Hunting for state budget answers isn't sport for which DNR funds were intended

February 27, 1991|By Bill Burton | Bill Burton,Evening Sun Staff

ANNAPOLIS -- Forget about the Department of Natural Resources' delay yesterday in proposing details of a spring rockfish season. That was just a pause in the complicated process to provide fishing at a time when the big ones are running.

Relatively speaking, only a minor disappointment was the postponement for several days in outlining when, where and how we can fish for stripers in May, but ominous are proposals of a legislative budget analyst to plunder some very important DNR special funds to help the state fight budgetary woes.

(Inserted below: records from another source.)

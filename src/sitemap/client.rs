use anyhow::{Context, Result};
use reqwest::header::{HeaderMap, HeaderValue, ACCEPT, USER_AGENT};
use reqwest::Client;
use serde::de::DeserializeOwned;
use serde::{Deserialize, Serialize};
use std::time::Duration;
use tracing::{debug, error, info, trace, warn};

use super::country::{CountryConfig, HttpMethod, SitemapCategory};
use crate::api::config::ApiConfig;

/// Envelope every paginated backend response is wrapped in
#[derive(Debug, Deserialize)]
pub struct PageEnvelope<T> {
    pub result: PageResult<T>,
}

/// One page of a backend resource list
#[derive(Debug, Deserialize)]
#[serde(rename_all = "camelCase")]
pub struct PageResult<T> {
    #[serde(default = "Vec::new")]
    pub list: Vec<T>,
    #[serde(default)]
    pub page: String,                 // Echoed by the backend as a string
    #[serde(default)]
    pub total_number_of_pages: u32,
}

/// JSON body for listing endpoints that take POST
#[derive(Debug, Serialize)]
#[serde(rename_all = "camelCase")]
struct PageRequest<'a> {
    page: u32,
    limit: u32,
    country_id: &'a str,
}

/// HTTP client for the marketplace backend's paginated listing endpoints
///
/// Built once per process and shared; the underlying `reqwest::Client`
/// keeps its own connection pool.
#[derive(Debug, Clone)]
pub struct BackendClient {
    client: Client,
    api_base_url: String,
    page_limit: u32,
    max_pages: u32,
}

impl BackendClient {
    /// Creates a backend client from the service configuration
    ///
    /// # Arguments
    /// * `config` - Service configuration holding the backend URL, timeouts and paging limits
    ///
    /// # Returns
    /// * `Result<BackendClient>` - A ready client or an error if the HTTP client could not be built
    pub fn new(config: &ApiConfig) -> Result<Self> {
        debug!("Initializing backend client for {} with user agent: {}", config.api_base_url, config.user_agent);

        let mut headers = HeaderMap::new();
        headers.insert(ACCEPT, HeaderValue::from_static("application/json"));
        match HeaderValue::from_str(&config.user_agent) {
            Ok(value) => {
                headers.insert(USER_AGENT, value);
            }
            Err(e) => {
                error!("Invalid user agent string '{}': {}", config.user_agent, e);
                return Err(e).context("Failed to create User-Agent header");
            }
        }

        let client = Client::builder()
            .timeout(config.request_timeout())
            .connect_timeout(config.connect_timeout())
            .pool_idle_timeout(Duration::from_secs(90))
            .pool_max_idle_per_host(10)
            .default_headers(headers)
            .build()
            .context("Failed to build HTTP client")?;

        Ok(Self {
            client,
            api_base_url: config.api_base_url.trim_end_matches('/').to_string(),
            page_limit: config.page_limit,
            max_pages: config.max_pages,
        })
    }

    pub fn max_pages(&self) -> u32 {
        self.max_pages
    }

    /// Fetches a single page of a category's resource list
    ///
    /// # Arguments
    /// * `category` - Resource category; must have a backend endpoint
    /// * `country` - Country whose records are requested
    /// * `page` - 1-based page number
    ///
    /// # Returns
    /// * `Result<PageResult<T>>` - The decoded page or an error on transport, status or JSON failure
    pub async fn fetch_page<T: DeserializeOwned>(
        &self,
        category: SitemapCategory,
        country: &CountryConfig,
        page: u32,
    ) -> Result<PageResult<T>> {
        let endpoint = category
            .endpoint()
            .with_context(|| format!("Category {} has no backend endpoint", category))?;
        let url = format!("{}{}", self.api_base_url, endpoint.path);

        trace!("Requesting {} page {} from {}", category, page, url);
        let request = match endpoint.method {
            HttpMethod::Get => self.client.get(&url).query(&[
                ("page", page.to_string()),
                ("limit", self.page_limit.to_string()),
                ("countryId", country.country_id.to_string()),
            ]),
            HttpMethod::Post => self.client.post(&url).json(&PageRequest {
                page,
                limit: self.page_limit,
                country_id: country.country_id,
            }),
        };

        let response = request
            .send()
            .await
            .with_context(|| format!("Failed to send request to {}", url))?;

        debug!("Response status for {} page {}: {}", category, page, response.status());
        let response = response
            .error_for_status()
            .with_context(|| format!("Backend rejected {} page {}", category, page))?;

        let envelope: PageEnvelope<T> = response
            .json()
            .await
            .with_context(|| format!("Failed to decode {} page {}", category, page))?;

        Ok(envelope.result)
    }

    /// Fetches every page of a category, one request at a time
    ///
    /// Stops once the backend's reported page count is reached or the
    /// configured page ceiling is hit, whichever comes first. Each page gets
    /// one attempt; the first failure aborts the whole category.
    pub async fn fetch_all<T: DeserializeOwned>(
        &self,
        category: SitemapCategory,
        country: &CountryConfig,
    ) -> Result<Vec<T>> {
        let mut records = Vec::new();
        let mut page = 1;

        loop {
            let result = self.fetch_page::<T>(category, country, page).await?;
            let total_pages = result.total_number_of_pages;
            trace!(
                "{} page {} (backend page '{}') returned {} records of {} pages",
                category, page, result.page, result.list.len(), total_pages
            );
            records.extend(result.list);

            if page >= total_pages {
                break;
            }
            if page >= self.max_pages {
                warn!(
                    "Stopping {} for {} at page ceiling {} of {} reported pages",
                    category, country.country_code, self.max_pages, total_pages
                );
                break;
            }
            page += 1;
        }

        info!("Fetched {} {} records for {} over {} pages", records.len(), category, country.country_code, page);
        Ok(records)
    }
}
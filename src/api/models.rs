use serde::Serialize;

/// Health status response for the /health endpoint
#[derive(Debug, Serialize)]
pub struct HealthStatus {
    /// Status indicator, always "healthy" while the process serves requests
    pub status: String,

    /// Country codes with a sitemap endpoint
    pub countries: Vec<String>,

    /// Seconds since the server started
    pub uptime_secs: u64,
}
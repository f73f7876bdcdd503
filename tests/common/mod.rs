#![allow(dead_code)]

use mockito::{Matcher, Mock, ServerGuard};
use ride_rent_seo::api::config::ApiConfig;
use ride_rent_seo::sitemap::country::HttpMethod;
use ride_rent_seo::sitemap::{CountryConfig, SitemapCategory};
use serde_json::{json, Value};

/// Number of static pages every country sitemap starts with
pub const STATIC_PAGE_COUNT: usize = 6;

pub fn config_for(server: &ServerGuard) -> ApiConfig {
    ApiConfig {
        api_base_url: server.url(),
        site_url: "https://ride.rent".to_string(),
        request_timeout_secs: 5,
        ..ApiConfig::default()
    }
}

/// Backend envelope for one page
pub fn page_body(list: Value, page: u32, total_pages: u32) -> String {
    json!({
        "result": {
            "list": list,
            "page": page.to_string(),
            "totalNumberOfPages": total_pages
        }
    })
    .to_string()
}

fn method_and_path(category: SitemapCategory) -> (&'static str, &'static str) {
    let endpoint = category.endpoint().expect("remote category");
    let method = match endpoint.method {
        HttpMethod::Get => "GET",
        HttpMethod::Post => "POST",
    };
    (method, endpoint.path)
}

/// Mocks a single page of `category` for `country`
pub async fn mock_page(
    server: &mut ServerGuard,
    category: SitemapCategory,
    country: &CountryConfig,
    page: u32,
    total_pages: u32,
    list: Value,
) -> Mock {
    let (method, path) = method_and_path(category);
    let mock = server.mock(method, path);
    let mock = if method == "GET" {
        mock.match_query(Matcher::AllOf(vec![
            Matcher::UrlEncoded("page".into(), page.to_string()),
            Matcher::UrlEncoded("countryId".into(), country.country_id.into()),
        ]))
    } else {
        mock.match_query(Matcher::Any)
            .match_body(Matcher::PartialJson(json!({ "page": page, "countryId": country.country_id })))
    };

    mock.with_status(200)
        .with_header("content-type", "application/json")
        .with_body(page_body(list, page, total_pages))
        .expect(1)
        .create_async()
        .await
}

/// Mocks every remote category of `country` as a single empty page,
/// except the ones listed in `skip`
pub async fn mock_empty_categories(
    server: &mut ServerGuard,
    country: &CountryConfig,
    skip: &[SitemapCategory],
) -> Vec<Mock> {
    let mut mocks = Vec::new();
    for category in country.categories {
        if category.endpoint().is_none() || skip.contains(category) {
            continue;
        }
        mocks.push(mock_page(server, *category, country, 1, 1, json!([])).await);
    }
    mocks
}
use anyhow::{Context, Result};
use chrono::Local;
use std::fs;
use std::path::Path;
use tracing::info;
use tracing_subscriber::{EnvFilter, FmtSubscriber};

fn env_filter() -> EnvFilter {
    EnvFilter::try_from_default_env().unwrap_or_else(|_| EnvFilter::new("info"))
}

/// Installs the global tracing subscriber.
///
/// With a log directory, output goes to a timestamped file inside it.
/// Without one, output goes to stderr so that stdout stays free for
/// generated documents.
pub fn init_logger(log_dir: Option<&str>) -> Result<()> {
    match log_dir {
        Some(dir) => {
            if !Path::new(dir).exists() {
                fs::create_dir_all(dir)
                    .with_context(|| format!("Failed to create log directory {}", dir))?;
            }

            let timestamp = Local::now().format("%Y%m%d_%H%M%S");
            let log_file = format!("{}/ride_rent_seo_{}.log", dir, timestamp);

            let subscriber = FmtSubscriber::builder()
                .with_env_filter(env_filter())
                .with_file(true)
                .with_line_number(true)
                .with_thread_ids(true)
                .with_target(false)
                .with_ansi(false)
                .with_writer(fs::File::create(&log_file).with_context(|| format!("Failed to create log file {}", log_file))?)
                .finish();
            tracing::subscriber::set_global_default(subscriber)?;
            info!("Logger initialized, writing to {}", log_file);
        }
        None => {
            let subscriber = FmtSubscriber::builder()
                .with_env_filter(env_filter())
                .with_file(true)
                .with_line_number(true)
                .with_target(false)
                .with_writer(std::io::stderr)
                .finish();
            tracing::subscriber::set_global_default(subscriber)?;
            info!("Logger initialized, writing to stderr");
        }
    }

    Ok(())
}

DNR Secretary Torrey C. Brown virtually promised us a spring rock season -- and without threatening brood stock -- but he can make no assurances about safekeeping for us monies we expressly contributed for conservation projects.

He had no comment on the suggestions legislators could consider this week, but his glum look when they were reeled off to 35 media representatives and conservationists told the story.

Absolutely scandalous would be the dipping into special project funds paid by we pitiful outdoorsmen who assumed there was virtue and security in saving up for a rainy day.

Shooters, bird-watchers, boatmen, bowmen, muzzleloaders, bay watchers, tree-lovers and other conservationists have suddenly become vulnerable to the tune of $3.5 million in the scramble to offset anticipated general fund deficits.

Alas, this won't be a loan, just downright theft. We expected to have $11.3 million available for our DNR projects at the end of fiscal year 1992, but a fiscal watchdog proposes 30 percent of it is "available to be used as an offset to general fund reductions."

As income tax forms are being prepared, what are potential donors going to think when they learn monies they designate for special conservation projects could end up in the general fund? Many could decline to check off that box on the state tax form, which would compound our losses.

Endangered is $524,000 in the Maryland boat act account, money needed and statutorily dedicated for waterway improvements. How about the $194,000 in the deer stamp (muzzleloader-bowhunter) account? We anted up in good faith for projects to improve future hunting, not to help balance the state budget.

We buy a state duck stamp assuming proceeds will help solve mounting problems of ducks and geese, and now we can lose $83,000 saved for a rainy day. The Chesapeake Bay endangered species and Deep Creek Lake recreation funds could lose more than $500,000 each; the reforestation fund, $138,000; the woodlands incentive fund, $301,000.

Other potential losers; coal mining funds, $800,000; Maryland Geological Survey, $144,000; wetlands compensation fund, $185,000; and DNR publications sales account, which finances our Cruising Maryland Waters Guide, $137,000.

Don't blame the DNR. It didn't want to spend compulsively like some other state departments, which we could end up bailing out.